True to her word, she surveyed the world horizontally, taking the historical scheme then in favor—the four great periods of Ancient, Medieval, Renaissance, and Modern—and using them against their narrative grain as hefty cross-sections of simultaneous activity. In her inclusive vision, Medieval Chinese artifacts commingled with the Renaissance art of Northwest Coast Indians, the whole culminating optimistically in a chapter devoted to the international arts of the machine.

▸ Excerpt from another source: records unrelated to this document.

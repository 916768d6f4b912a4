use convo_shared::Key;

use crate::context::Context;
use crate::datastore::Datastore;
use crate::error::{Result, StoreError};
use crate::models::User;
use crate::query::Query;

impl Datastore {
    /// User whose primary address is `email`, falling back to one that has it
    /// as a verified auxiliary address. Two matches is an integrity failure.
    pub async fn user_by_email(&self, ctx: &Context, email: &str) -> Result<Option<User>> {
        let email = email.trim().to_lowercase();
        if email.is_empty() {
            return Ok(None);
        }
        let primary = self
            .unique_user(ctx, Query::of::<User>().filter("email", email.clone()), "email", &email)
            .await?;
        if primary.is_some() {
            return Ok(primary);
        }
        self.unique_user(ctx, Query::of::<User>().filter("emails", email.clone()), "emails", &email)
            .await
    }

    pub async fn user_by_token(&self, ctx: &Context, token: &str) -> Result<Option<User>> {
        if token.is_empty() {
            return Ok(None);
        }
        self.unique_user(ctx, Query::of::<User>().filter("token", token), "token", "<redacted>")
            .await
    }

    pub async fn user_by_google_id(&self, ctx: &Context, id: &str) -> Result<Option<User>> {
        self.unique_user(ctx, Query::of::<User>().filter("google_id", id), "google_id", id)
            .await
    }

    pub async fn user_by_facebook_id(&self, ctx: &Context, id: &str) -> Result<Option<User>> {
        self.unique_user(ctx, Query::of::<User>().filter("facebook_id", id), "facebook_id", id)
            .await
    }

    /// Users that list `contact` among their contacts.
    pub async fn users_with_contact(&self, ctx: &Context, contact: Key) -> Result<Vec<User>> {
        self.query(ctx, &Query::of::<User>().filter_key("contacts", contact))
            .await
    }

    pub async fn all_users(&self, ctx: &Context) -> Result<Vec<User>> {
        self.query(ctx, &Query::of::<User>()).await
    }

    async fn unique_user(
        &self,
        ctx: &Context,
        query: Query,
        property: &str,
        value: &str,
    ) -> Result<Option<User>> {
        let mut users: Vec<User> = self.query(ctx, &query.limit(2)).await?;
        match users.len() {
            0 => Ok(None),
            1 => Ok(users.pop()),
            _ => Err(StoreError::Integrity(format!(
                "more than one user with {property} = {value}"
            ))),
        }
    }
}

#[cfg(test)]
mod tests {
    use super::*;
    use convo_shared::Kind;

    #[tokio::test]
    async fn test_lookup_by_primary_then_aux() {
        let ds = Datastore::in_memory().unwrap();
        let ctx = Context::background();

        let mut a = User::new("a@x.com");
        a.emails = vec!["a@x.com".into(), "alias@x.com".into()];
        ds.put(&ctx, &mut a).await.unwrap();

        let found = ds.user_by_email(&ctx, "A@X.com").await.unwrap().unwrap();
        assert_eq!(found.key, a.key);
        let found = ds.user_by_email(&ctx, "alias@x.com").await.unwrap().unwrap();
        assert_eq!(found.key, a.key);
        assert!(ds.user_by_email(&ctx, "nobody@x.com").await.unwrap().is_none());
    }

    #[tokio::test]
    async fn test_duplicate_email_is_integrity_error() {
        let ds = Datastore::in_memory().unwrap();
        let ctx = Context::background();
        ds.put(&ctx, &mut User::new("d@x.com")).await.unwrap();
        ds.put(&ctx, &mut User::new("d@x.com")).await.unwrap();
        let err = ds.user_by_email(&ctx, "d@x.com").await.unwrap_err();
        assert!(matches!(err, StoreError::Integrity(_)));
    }

    #[tokio::test]
    async fn test_lookup_by_token_and_contact() {
        let ds = Datastore::in_memory().unwrap();
        let ctx = Context::background();
        let mut a = User::new("a@x.com");
        ds.put(&ctx, &mut a).await.unwrap();
        let mut b = User::new("b@x.com");
        b.add_contact(a.key.unwrap());
        ds.put(&ctx, &mut b).await.unwrap();

        let by_token = ds.user_by_token(&ctx, &a.token).await.unwrap().unwrap();
        assert_eq!(by_token.key, a.key);
        assert!(ds.user_by_token(&ctx, "").await.unwrap().is_none());

        let with = ds.users_with_contact(&ctx, a.key.unwrap()).await.unwrap();
        assert_eq!(with.len(), 1);
        assert_eq!(with[0].key, b.key);
        assert!(ds
            .users_with_contact(&ctx, Key::new(Kind::User, 999))
            .await
            .unwrap()
            .is_empty());
    }
}
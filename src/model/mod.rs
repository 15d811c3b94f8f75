pub mod geometry;
pub mod handle;

pub use geometry::{JointVector, Matrix2D, Pose, MAX_AXES};
pub use handle::Handle;
use std::io::{self, BufRead, BufReader, Read, Write};
use std::net::{Shutdown, SocketAddr, TcpStream, ToSocketAddrs};
use std::time::Duration;

use crate::codec::{self, CodecError, WireKind, WireValue, MAX_LINE_BYTES, MAX_VALUE_BYTES};
use crate::error::RobolinkError;

/// Ordered byte stream with a mutable read timeout and no protocol knowledge.
pub trait Transport: Send {
    fn send(&mut self, bytes: &[u8]) -> Result<(), RobolinkError>;

    /// Fills `buf` completely or fails.
    fn recv_exact(&mut self, buf: &mut [u8]) -> Result<(), RobolinkError>;

    /// Reads through the next `\n` (inclusive), failing after `limit` bytes.
    fn recv_line(&mut self, limit: usize) -> Result<Vec<u8>, RobolinkError>;

    /// Blocks until at least one byte is readable without consuming it.
    ///
    /// Returns `Ok(false)` when the read timeout elapses first.
    fn wait_readable(&mut self) -> Result<bool, RobolinkError>;

    /// Whether bytes have arrived that nobody has read yet.
    fn has_pending(&self) -> bool;

    fn set_read_timeout(&mut self, timeout: Duration) -> Result<(), RobolinkError>;

    fn read_timeout(&self) -> Duration;

    fn shutdown(&mut self);
}

#[derive(Debug)]
pub struct TcpTransport {
    reader: BufReader<TcpStream>,
    writer: TcpStream,
    timeout: Duration,
    peer: SocketAddr,
}

impl TcpTransport {
    pub fn connect(address: &str, timeout: Duration) -> Result<Self, RobolinkError> {
        let connection_error = |reason: String| RobolinkError::Connection {
            address: address.to_string(),
            reason,
        };

        if timeout.is_zero() {
            return Err(RobolinkError::Config {
                reason: "timeout must be greater than zero".to_string(),
            });
        }

        let candidates = address
            .to_socket_addrs()
            .map_err(|err| connection_error(err.to_string()))?;

        let mut last_error = None;
        for candidate in candidates {
            match TcpStream::connect_timeout(&candidate, timeout) {
                Ok(stream) => return configured_stream(stream, candidate, timeout),
                Err(err) => last_error = Some(err),
            }
        }

        Err(connection_error(
            last_error.map_or_else(|| "address resolved to nothing".to_string(), |err| err.to_string()),
        ))
    }

    pub fn peer(&self) -> SocketAddr {
        self.peer
    }
}

fn configured_stream(
    stream: TcpStream,
    peer: SocketAddr,
    timeout: Duration,
) -> Result<TcpTransport, RobolinkError> {
    let connection_error = |err: io::Error| RobolinkError::Connection {
        address: peer.to_string(),
        reason: err.to_string(),
    };

    stream.set_nodelay(true).map_err(connection_error)?;
    stream
        .set_read_timeout(Some(timeout))
        .map_err(connection_error)?;
    stream
        .set_write_timeout(Some(timeout))
        .map_err(connection_error)?;
    let writer = stream.try_clone().map_err(connection_error)?;

    Ok(TcpTransport {
        reader: BufReader::new(stream),
        writer,
        timeout,
        peer,
    })
}

impl Transport for TcpTransport {
    fn send(&mut self, bytes: &[u8]) -> Result<(), RobolinkError> {
        self.writer
            .write_all(bytes)
            .and_then(|()| self.writer.flush())
            .map_err(|err| map_send_error(err, self.timeout))
    }

    fn recv_exact(&mut self, buf: &mut [u8]) -> Result<(), RobolinkError> {
        self.reader
            .read_exact(buf)
            .map_err(|err| map_receive_error(err, self.timeout))
    }

    fn recv_line(&mut self, limit: usize) -> Result<Vec<u8>, RobolinkError> {
        let mut line = Vec::new();
        let read = (&mut self.reader)
            .take(limit as u64)
            .read_until(b'\n', &mut line)
            .map_err(|err| map_receive_error(err, self.timeout))?;

        if read == 0 {
            return Err(RobolinkError::Disconnected);
        }
        if line.last() != Some(&b'\n') {
            if read >= limit {
                return Err(CodecError::LineTooLong { max: limit }.into());
            }
            return Err(RobolinkError::Disconnected);
        }

        Ok(line)
    }

    fn wait_readable(&mut self) -> Result<bool, RobolinkError> {
        match self.reader.fill_buf() {
            Ok([]) => Err(RobolinkError::Disconnected),
            Ok(_) => Ok(true),
            Err(err) if is_timeout(&err) => Ok(false),
            Err(err) => Err(map_receive_error(err, self.timeout)),
        }
    }

    fn has_pending(&self) -> bool {
        !self.reader.buffer().is_empty()
    }

    fn set_read_timeout(&mut self, timeout: Duration) -> Result<(), RobolinkError> {
        if timeout.is_zero() {
            return Err(RobolinkError::Config {
                reason: "timeout must be greater than zero".to_string(),
            });
        }

        self.reader
            .get_ref()
            .set_read_timeout(Some(timeout))
            .map_err(|err| RobolinkError::TransportReceive {
                reason: err.to_string(),
            })?;
        self.timeout = timeout;
        Ok(())
    }

    fn read_timeout(&self) -> Duration {
        self.timeout
    }

    fn shutdown(&mut self) {
        let _ = self.writer.shutdown(Shutdown::Both);
    }
}

fn is_timeout(error: &io::Error) -> bool {
    matches!(
        error.kind(),
        io::ErrorKind::WouldBlock | io::ErrorKind::TimedOut
    )
}

fn is_disconnect(error: &io::Error) -> bool {
    matches!(
        error.kind(),
        io::ErrorKind::UnexpectedEof
            | io::ErrorKind::ConnectionReset
            | io::ErrorKind::ConnectionAborted
            | io::ErrorKind::BrokenPipe
            | io::ErrorKind::NotConnected
    )
}

fn map_send_error(error: io::Error, timeout: Duration) -> RobolinkError {
    if is_timeout(&error) {
        return RobolinkError::Timeout { timeout };
    }
    if is_disconnect(&error) {
        return RobolinkError::Disconnected;
    }

    RobolinkError::TransportSend {
        reason: error.to_string(),
    }
}

fn map_receive_error(error: io::Error, timeout: Duration) -> RobolinkError {
    if is_timeout(&error) {
        return RobolinkError::Timeout { timeout };
    }
    if is_disconnect(&error) {
        return RobolinkError::Disconnected;
    }

    RobolinkError::TransportReceive {
        reason: error.to_string(),
    }
}

/// Pulls exactly one value of `kind` off the transport.
///
/// Fixed-size and counted values are read in as many exact chunks as the
/// decoder asks for, so nothing past the value is ever consumed. A header
/// that asks for more than [`MAX_VALUE_BYTES`] is a framing error.
pub(crate) fn read_value<T: Transport + ?Sized>(
    transport: &mut T,
    kind: WireKind,
) -> Result<WireValue, RobolinkError> {
    if kind == WireKind::Line {
        let line = transport.recv_line(MAX_LINE_BYTES)?;
        let (value, _) = codec::decode(kind, &line)?;
        return Ok(value);
    }

    let mut buf = Vec::new();
    loop {
        match codec::decode(kind, &buf) {
            Ok((value, _)) => return Ok(value),
            Err(CodecError::Incomplete { needed, available }) => {
                if needed > MAX_VALUE_BYTES {
                    return Err(RobolinkError::Framing {
                        reason: format!("{kind} needs {needed} bytes, limit is {MAX_VALUE_BYTES}"),
                    });
                }
                buf.resize(needed, 0);
                transport.recv_exact(&mut buf[available..])?;
            }
            Err(err) => return Err(err.into()),
        }
    }
}

pub(crate) fn read_int<T: Transport + ?Sized>(transport: &mut T) -> Result<i32, RobolinkError> {
    let mut raw = [0u8; 4];
    transport.recv_exact(&mut raw)?;
    Ok(i32::from_be_bytes(raw))
}

pub(crate) fn read_line<T: Transport + ?Sized>(transport: &mut T) -> Result<String, RobolinkError> {
    let line = transport.recv_line(MAX_LINE_BYTES)?;
    let (text, _) = codec::decode_line(&line)?;
    Ok(text)
}


#[cfg(test)]
mod tests {
    use std::io::{Read, Write};
    use std::net::TcpListener;
    use std::thread;
    use std::time::Duration;

    use super::testing::{reply, ScriptedTransport, Step};
    use super::{read_value, TcpTransport, Transport};
    use crate::codec::{WireKind, WireValue};
    use crate::error::RobolinkError;
    use crate::model::JointVector;

    #[test]
    fn read_value_consumes_exactly_one_value() {
        let joints = JointVector::new(vec![10.0, 20.0, 30.0]);
        let mut transport = ScriptedTransport::new(vec![reply(
            0,
            None,
            &[WireValue::JointVector(joints.clone()), WireValue::Int32(7)],
        )]);

        assert_eq!(
            read_value(&mut transport, WireKind::Int32).expect("status"),
            WireValue::Int32(0)
        );
        assert_eq!(
            read_value(&mut transport, WireKind::JointVector).expect("joints"),
            WireValue::JointVector(joints)
        );
        assert!(transport.has_pending());
        assert_eq!(
            read_value(&mut transport, WireKind::Int32).expect("trailing int"),
            WireValue::Int32(7)
        );
        assert!(!transport.has_pending());
    }

    #[test]
    fn oversized_count_is_a_framing_error() {
        let mut transport = ScriptedTransport::new(vec![Step::Reply(99i32.to_be_bytes().to_vec())]);
        let err = read_value(&mut transport, WireKind::JointVector).expect_err("count rejected");
        assert!(matches!(err, RobolinkError::Framing { .. }));
    }

    #[test]
    fn huge_matrix_header_is_a_framing_error() {
        let mut header = Vec::new();
        header.extend_from_slice(&(1i32 << 20).to_be_bytes());
        header.extend_from_slice(&(1i32 << 20).to_be_bytes());
        let mut transport = ScriptedTransport::new(vec![Step::Reply(header)]);

        let err = read_value(&mut transport, WireKind::Matrix2D).expect_err("shape rejected");
        assert!(matches!(err, RobolinkError::Framing { .. }));
        assert!(err.is_session_fatal());
    }

    #[test]
    fn tcp_read_times_out() {
        let listener = TcpListener::bind("127.0.0.1:0").expect("bind ephemeral port");
        let address = listener.local_addr().expect("local addr").to_string();
        let server = thread::spawn(move || {
            let (mut stream, _) = listener.accept().expect("accept");
            let mut buf = [0u8; 1];
            let _ = stream.read(&mut buf);
        });

        let mut transport =
            TcpTransport::connect(&address, Duration::from_millis(100)).expect("connect");
        let err = super::read_int(&mut transport).expect_err("nothing arrives");
        assert!(matches!(err, RobolinkError::Timeout { .. }));

        transport.send(b"x").expect("send wakes server");
        server.join().expect("server thread");
    }

    #[test]
    fn tcp_eof_is_a_disconnect() {
        let listener = TcpListener::bind("127.0.0.1:0").expect("bind ephemeral port");
        let address = listener.local_addr().expect("local addr").to_string();
        let server = thread::spawn(move || {
            let (mut stream, _) = listener.accept().expect("accept");
            stream.write_all(b"partial").expect("write");
        });

        let mut transport =
            TcpTransport::connect(&address, Duration::from_millis(500)).expect("connect");
        server.join().expect("server thread");

        let err = super::read_line(&mut transport).expect_err("line never terminates");
        assert!(matches!(err, RobolinkError::Disconnected));
    }

    #[test]
    fn zero_timeout_is_rejected() {
        let err = TcpTransport::connect("127.0.0.1:1", Duration::ZERO).expect_err("zero timeout");
        assert!(matches!(err, RobolinkError::Config { .. }));
    }
}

It is no coincidence that the one world of which Gardner spoke in her introduction was the resonant title of corporate lawyer and progressive Republican Wendell L. Willkie’s memoir of his 1942 travels to the Middle East, the Soviet Union, and China.19 Willkie had unsuccessfully challenged Franklin D. Roosevelt for the presidency in 1940, a liberal internationalist running as the candidate of a conservative, isolationist party. His vision of international cooperation became a shibboleth of liberal internationalism in the immediate postwar era, as the nuclear devastation of Nagasaki and Hiroshima, Japan deepened the urgency with which liberals called for global unity.20 Two weeks after the atomic bombing, editor Freda Krichwey was insisting in The Nation, an independent journal of politics and culture, that a world government to control nuclear weapons was the only means of saving civilization from annihilation.21 Chicago became a center for the world government movement with the formation of the Committee to Frame a World Constitution at the University of Chicago in November 1945.22

Gardner rehearsed in spectacular fashion Willkie’s utopian vision of coming world fusion in the final chapter of her 1948 edition, entitled “The Arts of the Machine.” Here she evoked the thrill of “a streamlined railroad car” or airplane, and the delights of “the mechanized kitchen” and “simple, gaily colored gadget from the five-and-ten.” Even some painters were applauded for “designing machine-made articles as well as ballet-settings” and “reaching out into the fields of weaving, ceramics, and glass,” though the exclusive practices of the majority Gardner continued to dismiss as “devoid of function.”23 Gardner concluded in unequivocal terms that the present age would bear witness to the emergence of a new, unified style based in science and technology.

Sadly, little of Gardner’s utopian scheme survived the 1959 revision of her text accomplished by the Yale University art history department under the direction of Sumner McKnight Crosby, past president of the College Art Association (1941–45). The imperialistic universalism of this much better known edition knowingly recapitulated the divisions of the new world order, and represented a return to normalcy in its rejection of globalism, reinstatement of traditional hierarchies, and reinforcement of temporal and spatial boundaries. As Crosby wrote in his preface:

Although Miss Gardner’s organization of the Third Edition provided many opportunities for interesting comparisons and made it possible to study in adjacent chapters what was occurring in different parts of the world during more or less the same historic periods, this organization often obscured the intrinsic qualities and especially the development of the different styles. As our table of contents indicates, we have presented the arts of different periods and countries in a more normal order.24

Normal meant the imposition of four major divisions: Ancient, European, Non-European, and Modern. In this way, the presumably distinctive stylistic coherence of European art was preserved, but at considerable expense: not only would the anonymously produced objects so important to Gardner’s discussion no longer appear side by side with works bespeaking individual genius, as traditional, canonical works were reinscribed into the realm of pure art, but the modern, industrial design that had been the goal of Gardner’s insistent teleology disappeared (a new chapter on the artistic history of photography took the place of Gardner’s discussion of the industrial arts).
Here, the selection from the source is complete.